Synthetic 4-Quadrant Benchmark — Figure Reproduction¶

Paper Figures: Fig 2 (a–e), Fig S1 (a–d)

This notebook reproduces the synthetic benchmark figures from the SAME paper. It operates in two modes:

  1. Visualization only (default): loads pre-computed data and SAME results from data/ and results/
  2. Full reproduction: regenerates the dataset and re-runs SAME optimization (requires Gurobi)

Dataset: 4 quadrants (10×10 grid each), 3 cell types (c1, c2, c3), 411 template / 372 query cells.
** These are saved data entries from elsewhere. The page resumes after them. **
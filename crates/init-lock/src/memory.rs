//! In-memory claim store for unit testing
//!
//! Stores claims in a mutex-protected map and can be switched into an
//! unavailable state to exercise the transient-error path.

use std::collections::HashMap;
use std::sync::atomic::{AtomicBool, Ordering};
use std::sync::{Arc, Mutex};

use crate::claim::ClusterInitClaim;
use crate::error::StoreError;
use crate::store::{ClaimStore, CreateOutcome};

/// In-memory claim store for testing.
#[derive(Debug, Clone, Default)]
pub struct MemoryClaimStore {
    claims: Arc<Mutex<HashMap<String, ClusterInitClaim>>>,
    unavailable: Arc<AtomicBool>,
}

impl MemoryClaimStore {
    /// Creates an empty store.
    #[must_use]
    pub fn new() -> Self {
        Self::default()
    }

    /// Switches the store into or out of the unavailable state. While
    /// unavailable every operation fails with [`StoreError::Unavailable`].
    pub fn set_unavailable(&self, unavailable: bool) {
        self.unavailable.store(unavailable, Ordering::SeqCst);
    }

    /// Returns the current claim for a cluster, if any.
    #[must_use]
    pub fn claim(&self, cluster_key: &str) -> Option<ClusterInitClaim> {
        self.claims.lock().unwrap().get(cluster_key).cloned()
    }

    fn check_available(&self) -> Result<(), StoreError> {
        if self.unavailable.load(Ordering::SeqCst) {
            return Err(StoreError::Unavailable(
                "memory store switched unavailable".to_string(),
            ));
        }
        Ok(())
    }
}

#[async_trait::async_trait]
impl ClaimStore for MemoryClaimStore {
    async fn create_if_absent(
        &self,
        claim: &ClusterInitClaim,
    ) -> Result<CreateOutcome, StoreError> {
        self.check_available()?;
        let mut claims = self.claims.lock().unwrap();
        if let Some(existing) = claims.get(&claim.cluster_key) {
            return Ok(CreateOutcome::AlreadyExists(Some(existing.clone())));
        }
        claims.insert(claim.cluster_key.clone(), claim.clone());
        Ok(CreateOutcome::Created)
    }

    async fn delete(&self, cluster_key: &str) -> Result<bool, StoreError> {
        self.check_available()?;
        Ok(self.claims.lock().unwrap().remove(cluster_key).is_some())
    }
}
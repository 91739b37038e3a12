//! ClaimStore trait for the durable claim primitives
//!
//! The lock only ever needs two operations from its store: atomic
//! create-if-absent and delete. Keeping the boundary this narrow lets the
//! same lock logic run against the ConfigMap store in production and an
//! in-memory store in tests.

use crate::claim::ClusterInitClaim;
use crate::error::StoreError;

/// Result of an atomic create-if-absent attempt.
#[derive(Debug, Clone, PartialEq, Eq)]
pub enum CreateOutcome {
    /// The claim was created; the caller now holds the lock
    Created,
    /// A claim already existed. The current claim is included when the
    /// store could read it back, so callers can recognize their own claim.
    AlreadyExists(Option<ClusterInitClaim>),
}

/// Durable store for cluster initialization claims.
///
/// All async methods must be `Send` to work with Tokio's work-stealing
/// runtime.
#[async_trait::async_trait]
pub trait ClaimStore: Send + Sync {
    /// Atomically creates the claim for its cluster if no claim exists.
    ///
    /// Two concurrent calls for the same cluster must never both observe
    /// [`CreateOutcome::Created`].
    async fn create_if_absent(
        &self,
        claim: &ClusterInitClaim,
    ) -> Result<CreateOutcome, StoreError>;

    /// Deletes the claim for a cluster.
    ///
    /// Returns whether a claim was actually removed; deleting an absent
    /// claim is not an error.
    async fn delete(&self, cluster_key: &str) -> Result<bool, StoreError>;
}
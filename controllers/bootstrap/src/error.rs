//! Controller-specific error types.
//!
//! This module defines error types specific to the bootstrap controller
//! that are not covered by upstream library errors.

use init_lock::StoreError;
use kube::Error as KubeError;
use thiserror::Error;

/// Errors that can occur in the bootstrap controller.
#[derive(Debug, Error)]
pub enum ControllerError {
    /// Kubernetes API error
    #[error("Kubernetes error: {0}")]
    Kube(#[from] KubeError),

    /// Cluster init lock store error
    #[error("Init lock error: {0}")]
    Lock(#[from] StoreError),

    /// Cloud-init plan compilation or rendering error
    #[error("Cloud-init error: {0}")]
    CloudInit(#[from] cloudinit::Error),

    /// Invalid configuration
    #[error("Invalid configuration: {0}")]
    InvalidConfig(String),

    /// A secret exists but is missing an expected data key
    #[error("Secret {secret} is missing key {key}")]
    MalformedSecret {
        /// Name of the secret
        secret: String,
        /// The missing data key
        key: String,
    },
}

impl ControllerError {
    /// Whether the error is terminal: retrying with the same inputs can
    /// never succeed. The plan compiler only rejects invalid input
    /// (malformed version, bad token, unsupported confinement), so its
    /// errors are surfaced on status instead of requeued.
    #[must_use]
    pub fn is_terminal(&self) -> bool {
        matches!(self, ControllerError::CloudInit(_))
    }
}

#[cfg(test)]
mod tests {
    use super::*;

    #[test]
    fn test_compiler_errors_are_terminal() {
        let err = ControllerError::CloudInit(cloudinit::Error::InvalidTokenTTL(0));
        assert!(err.is_terminal());

        let err =
            ControllerError::CloudInit(cloudinit::Error::InvalidVersion("latest".to_string()));
        assert!(err.is_terminal());
    }

    #[test]
    fn test_transient_errors_are_not_terminal() {
        let err = ControllerError::InvalidConfig("no version yet".to_string());
        assert!(!err.is_terminal());

        let err = ControllerError::Lock(StoreError::Unavailable("apiserver down".to_string()));
        assert!(!err.is_terminal());

        let err = ControllerError::MalformedSecret {
            secret: "cluster-a-ca".to_string(),
            key: "crt".to_string(),
        };
        assert!(!err.is_terminal());
    }
}
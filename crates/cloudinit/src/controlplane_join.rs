//! Plan compiler for a control plane node joining an existing cluster.

use crate::channel::Confinement;
use crate::cloud_config::{CloudConfig, File};
use crate::common::{
    default_if_empty, extra_kubelet_args_file, join_command, join_urls, new_base_cloud_config,
    resolve_install_argument, script_command, validate_token, validate_token_ttl, EndpointType,
    ProxySettings, SnapstoreProxy, CAPI_AUTH_TOKEN_PATH, DEFAULT_CLUSTER_AGENT_PORT,
    DEFAULT_DQLITE_PORT,
};
use crate::error::Error;
use crate::scripts::Script;

/// Inputs for compiling the control plane join plan.
#[derive(Debug, Clone, Default)]
pub struct ControlPlaneJoinInput {
    /// Auth token the node uses to talk back to the provider, staged as a
    /// write-file
    pub auth_token: String,
    /// Control plane endpoint (DNS name or literal IP)
    pub control_plane_endpoint: String,
    /// 32 character cluster join token
    pub token: String,
    /// TTL in seconds of the join token re-registered by this node
    pub token_ttl: i64,
    /// Kubernetes version, e.g. "v1.25.2"
    pub kubernetes_version: String,
    /// Cluster agent port, defaults to 25000 when empty
    pub cluster_agent_port: String,
    /// Dqlite port, defaults to 19001 when empty
    pub dqlite_port: String,
    /// Whether the Calico overlay uses IP-in-IP encapsulation
    pub ip_in_ip: bool,
    /// Skip bundling the default CNI during installation
    pub disable_default_cni: bool,
    /// Candidate peer addresses, primary first, the rest are fallbacks
    pub join_node_ips: Vec<String>,
    /// Snap confinement mode
    pub confinement: Confinement,
    /// Snap channel risk level
    pub risk_level: String,
    /// Proxy settings for containerd
    pub containerd_proxy: ProxySettings,
    /// Snap store proxy identity
    pub snapstore_proxy: SnapstoreProxy,
    /// HTTP proxy URL for reaching the snap store
    pub snapstore_http_proxy: Option<String>,
    /// HTTPS proxy URL for reaching the snap store
    pub snapstore_https_proxy: Option<String>,
    /// Additional files to stage on the machine
    pub extra_write_files: Vec<File>,
    /// Extra kubelet arguments, one flag per entry
    pub extra_kubelet_args: Vec<String>,
    /// Caller commands spliced before the installation block
    pub pre_run_commands: Vec<String>,
    /// Caller commands spliced after the installation block
    pub post_run_commands: Vec<String>,
    /// Caller commands executed during early boot
    pub boot_commands: Vec<String>,
}

/// Compiles the provisioning plan for a node joining the control plane.
pub fn new_join_control_plane(input: &ControlPlaneJoinInput) -> Result<CloudConfig, Error> {
    validate_token(&input.token)?;
    validate_token_ttl(input.token_ttl)?;
    let install_argument = resolve_install_argument(
        &input.kubernetes_version,
        input.confinement,
        &input.risk_level,
    )?;

    let endpoint_type = EndpointType::classify(&input.control_plane_endpoint);
    let cluster_agent_port =
        default_if_empty(&input.cluster_agent_port, DEFAULT_CLUSTER_AGENT_PORT);
    let dqlite_port = default_if_empty(&input.dqlite_port, DEFAULT_DQLITE_PORT);
    let urls = join_urls(&input.join_node_ips, &cluster_agent_port, &input.token);

    let mut config = new_base_cloud_config();
    config.bootcmd.extend(input.boot_commands.iter().cloned());

    config.write_files.push(File {
        content: input.auth_token.clone(),
        path: CAPI_AUTH_TOKEN_PATH.to_string(),
        permissions: "0600".to_string(),
        owner: "root:root".to_string(),
    });
    config
        .write_files
        .extend(input.extra_write_files.iter().cloned());
    if let Some(file) = extra_kubelet_args_file(&input.extra_kubelet_args) {
        config.write_files.push(file);
    }

    config.runcmd.extend([
        script_command(
            Script::ConfigureSnapstoreHttpProxy,
            [
                input.snapstore_http_proxy.as_deref().unwrap_or(""),
                input.snapstore_https_proxy.as_deref().unwrap_or(""),
            ],
        ),
        input.snapstore_proxy.command(),
    ]);
    config.runcmd.extend(input.pre_run_commands.iter().cloned());
    config.runcmd.extend([
        Script::DisableHostServices.path(),
        format!(
            "{} \"{install_argument}\" {}",
            Script::InstallSnapK8s.path(),
            input.disable_default_cni
        ),
        input.containerd_proxy.containerd_command(),
        Script::ConfigureKubelet.path(),
        Script::WaitApiserver.path(),
        format!("{} {}", Script::ConfigureCalicoIpip.path(), input.ip_in_ip),
        script_command(Script::ConfigureClusterAgentPort, [cluster_agent_port.as_str()]),
        script_command(Script::ConfigureDqlitePort, [dqlite_port.as_str()]),
        // Port changes restart services, so gate on the apiserver again
        // before touching certificates and joining.
        Script::WaitApiserver.path(),
        script_command(
            Script::ConfigureCertForLb,
            [endpoint_type.as_str(), input.control_plane_endpoint.as_str()],
        ),
        join_command(false, &urls),
        Script::ConfigureApiserver.path(),
        format!(
            "snapk8s add-node --token-ttl {} --token \"{}\"",
            input.token_ttl, input.token
        ),
    ]);
    config.runcmd.extend(input.post_run_commands.iter().cloned());

    Ok(config)
}
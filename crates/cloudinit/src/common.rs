//! Shared validation, resolution and assembly helpers for the three plan
//! compiler entry points.

use crate::channel::{self, Confinement};
use crate::cloud_config::{CloudConfig, File};
use crate::error::Error;
use crate::scripts::Script;

/// Required length of the cluster join token.
pub const TOKEN_LENGTH: usize = 32;

/// Path where the control-plane join path stages the CAPI auth token.
pub const CAPI_AUTH_TOKEN_PATH: &str = "/var/tmp/capi-auth-token";

/// Path where extra kubelet arguments are staged for the kubelet step.
pub const EXTRA_KUBELET_ARGS_PATH: &str = "/var/tmp/extra-kubelet-args";

pub(crate) const DEFAULT_CLUSTER_AGENT_PORT: &str = "25000";
pub(crate) const DEFAULT_DQLITE_PORT: &str = "19001";

/// Kind of the control plane endpoint, passed to the certificate SAN step
/// so the generated SAN entry matches the endpoint kind.
#[derive(Debug, Clone, Copy, PartialEq, Eq)]
pub enum EndpointType {
    /// Endpoint is a DNS name
    Dns,
    /// Endpoint is a literal IP address
    Ip,
}

impl EndpointType {
    /// Classifies an endpoint string: a literal network address is `Ip`,
    /// everything else is `Dns`.
    #[must_use]
    pub fn classify(endpoint: &str) -> Self {
        if endpoint.parse::<std::net::IpAddr>().is_ok() {
            EndpointType::Ip
        } else {
            EndpointType::Dns
        }
    }

    /// String form used as the script argument.
    #[must_use]
    pub fn as_str(self) -> &'static str {
        match self {
            EndpointType::Dns => "DNS",
            EndpointType::Ip => "IP",
        }
    }
}

/// Proxy settings threaded into the containerd proxy step.
///
/// Absent values render as empty-string arguments, keeping the argument
/// arity of the step stable.
#[derive(Debug, Clone, Default, PartialEq, Eq)]
pub struct ProxySettings {
    /// HTTP proxy URL
    pub http: Option<String>,
    /// HTTPS proxy URL
    pub https: Option<String>,
    /// Comma separated no-proxy list
    pub no_proxy: Option<String>,
}

impl ProxySettings {
    pub(crate) fn containerd_command(&self) -> String {
        script_command(
            Script::ConfigureContainerdProxy,
            [
                self.http.as_deref().unwrap_or(""),
                self.https.as_deref().unwrap_or(""),
                self.no_proxy.as_deref().unwrap_or(""),
            ],
        )
    }
}

/// Identity of a snap store proxy the machine should use instead of the
/// default store.
#[derive(Debug, Clone, Default, PartialEq, Eq)]
pub struct SnapstoreProxy {
    /// URL scheme of the proxy, defaults to "http" when empty
    pub scheme: String,
    /// Domain of the proxy
    pub domain: String,
    /// Store id served by the proxy
    pub id: String,
}

impl SnapstoreProxy {
    pub(crate) fn command(&self) -> String {
        let scheme = if self.scheme.is_empty() {
            "http"
        } else {
            self.scheme.as_str()
        };
        script_command(
            Script::ConfigureSnapstoreProxy,
            [scheme, self.domain.as_str(), self.id.as_str()],
        )
    }
}

/// Builds the base plan every variant starts from: all step scripts staged
/// as write-files and the diagnostics marker as the first run command.
pub(crate) fn new_base_cloud_config() -> CloudConfig {
    CloudConfig {
        write_files: Script::ALL
            .iter()
            .map(|script| File {
                content: script.content().to_string(),
                path: script.path(),
                permissions: "0500".to_string(),
                owner: "root:root".to_string(),
            })
            .collect(),
        runcmd: vec!["set -x".to_string()],
        bootcmd: Vec::new(),
    }
}

/// Formats a script invocation with each argument double-quoted.
pub(crate) fn script_command<'a, I>(script: Script, args: I) -> String
where
    I: IntoIterator<Item = &'a str>,
{
    let mut command = script.path();
    for arg in args {
        command.push_str(" \"");
        command.push_str(arg);
        command.push('"');
    }
    command
}

pub(crate) fn validate_token(token: &str) -> Result<(), Error> {
    if token.len() != TOKEN_LENGTH {
        return Err(Error::InvalidToken {
            expected: TOKEN_LENGTH,
            actual: token.len(),
        });
    }
    Ok(())
}

pub(crate) fn validate_token_ttl(ttl: i64) -> Result<(), Error> {
    if ttl <= 0 {
        return Err(Error::InvalidTokenTTL(ttl));
    }
    Ok(())
}

/// Parses the kubernetes version, checks confinement legality and builds
/// the install argument. The legality check runs before the argument is
/// built for every variant.
pub(crate) fn resolve_install_argument(
    kubernetes_version: &str,
    confinement: Confinement,
    risk_level: &str,
) -> Result<String, Error> {
    let (major, minor) = channel::parse_version(kubernetes_version)?;
    channel::check_confinement(confinement, major, minor)?;
    Ok(channel::install_argument(confinement, risk_level, major, minor))
}

pub(crate) fn default_if_empty(value: &str, default: &str) -> String {
    if value.is_empty() {
        default.to_string()
    } else {
        value.to_string()
    }
}

/// Composes fully qualified join URLs, preserving caller order. The first
/// URL is the primary target; the join step falls back to the rest.
pub(crate) fn join_urls(node_ips: &[String], cluster_agent_port: &str, token: &str) -> Vec<String> {
    node_ips
        .iter()
        .map(|ip| format!("{ip}:{cluster_agent_port}/{token}"))
        .collect()
}

/// Builds the join step command from an ordered URL list.
pub(crate) fn join_command(worker: bool, urls: &[String]) -> String {
    let mut command = format!(
        "{} {}",
        Script::Join.path(),
        if worker { "yes" } else { "no" }
    );
    for url in urls {
        command.push_str(" \"");
        command.push_str(url);
        command.push('"');
    }
    command
}

/// File carrying extra kubelet arguments, rendered only when the argument
/// list is non-empty.
pub(crate) fn extra_kubelet_args_file(args: &[String]) -> Option<File> {
    if args.is_empty() {
        return None;
    }
    Some(File {
        content: args.join("\n"),
        path: EXTRA_KUBELET_ARGS_PATH.to_string(),
        permissions: "0400".to_string(),
        owner: "root:root".to_string(),
    })
}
Each quadrant tests a different alignment challenge:

  • Top-Left: Missing cell type (c3 removed in query)
  • Top-Right: Noisy class probabilities (near-uniform)
  • Bottom-Right: Space-tearing (point swaps + shear)
  • Bottom-Left: Topological split (1 ellipse → 2 rings)

Setup¶

In [2]:
%load_ext autoreload
%autoreload 2

import numpy as np
import pandas as pd
import matplotlib.pyplot as plt
import seaborn as sns
import pickle
from matplotlib import rcParams, gridspec, cm
from matplotlib.colors import Normalize
from scipy.spatial import Delaunay
from pathlib import Path

# -- Configure matplotlib for publication-quality SVGs --
rcParams['svg.fonttype'] = 'none'
rcParams['font.size'] = 12

# -- Path setup --
# Resolve project root (SAME/) regardless of where the notebook kernel runs
NOTEBOOK_DIR = Path('.').resolve()
PROJECT_ROOT = NOTEBOOK_DIR.parents[1]  # SAME/examples/synthetic -> SAME/
import sys
sys.path.insert(0, str(PROJECT_ROOT))

DATA_DIR = NOTEBOOK_DIR / 'data'
RESULTS_DIR = NOTEBOOK_DIR / 'results'
FIG_DIR = NOTEBOOK_DIR / 'figures'
FIG_DIR.mkdir(exist_ok=True)

# -- SAME imports --
from src.synthetic_datagen import (
    create_full_benchmark,
    visualize_benchmark,
    visualize_space_tearing,
    visualize_topological_merger,
    print_statistics,
    check_triangle_violations_within_quadrants,
    CLASS_NAMES, CLASS_COLORS
)
from src.eval_utils import check_triangle_violations

print(f"Project root: {PROJECT_ROOT}")
print(f"Data dir:     {DATA_DIR}")
print(f"Results dir:  {RESULTS_DIR}")
The autoreload extension is already loaded. To reload it, use:
  %reload_ext autoreload
Project root: /hpc/group/singhlab/rawdata/ap756/1024_same/heart/SAME
Data dir:     /hpc/group/singhlab/rawdata/ap756/1024_same/heart/SAME/examples/synthetic/data
Results dir:  /hpc/group/singhlab/rawdata/ap756/1024_same/heart/SAME/examples/synthetic/results

1. Load Dataset¶

In [3]:
# Load pre-generated dataset (seed=8899)
ref_df = pd.read_csv(DATA_DIR / 'ref.csv', index_col=0)
query_df = pd.read_csv(DATA_DIR / 'query.csv', index_col=0)
ground_truth_df = pd.read_csv(DATA_DIR / 'ground_truth.csv', index_col=0)
quadrants = pickle.load(open(DATA_DIR / 'quadrants.pkl', 'rb'))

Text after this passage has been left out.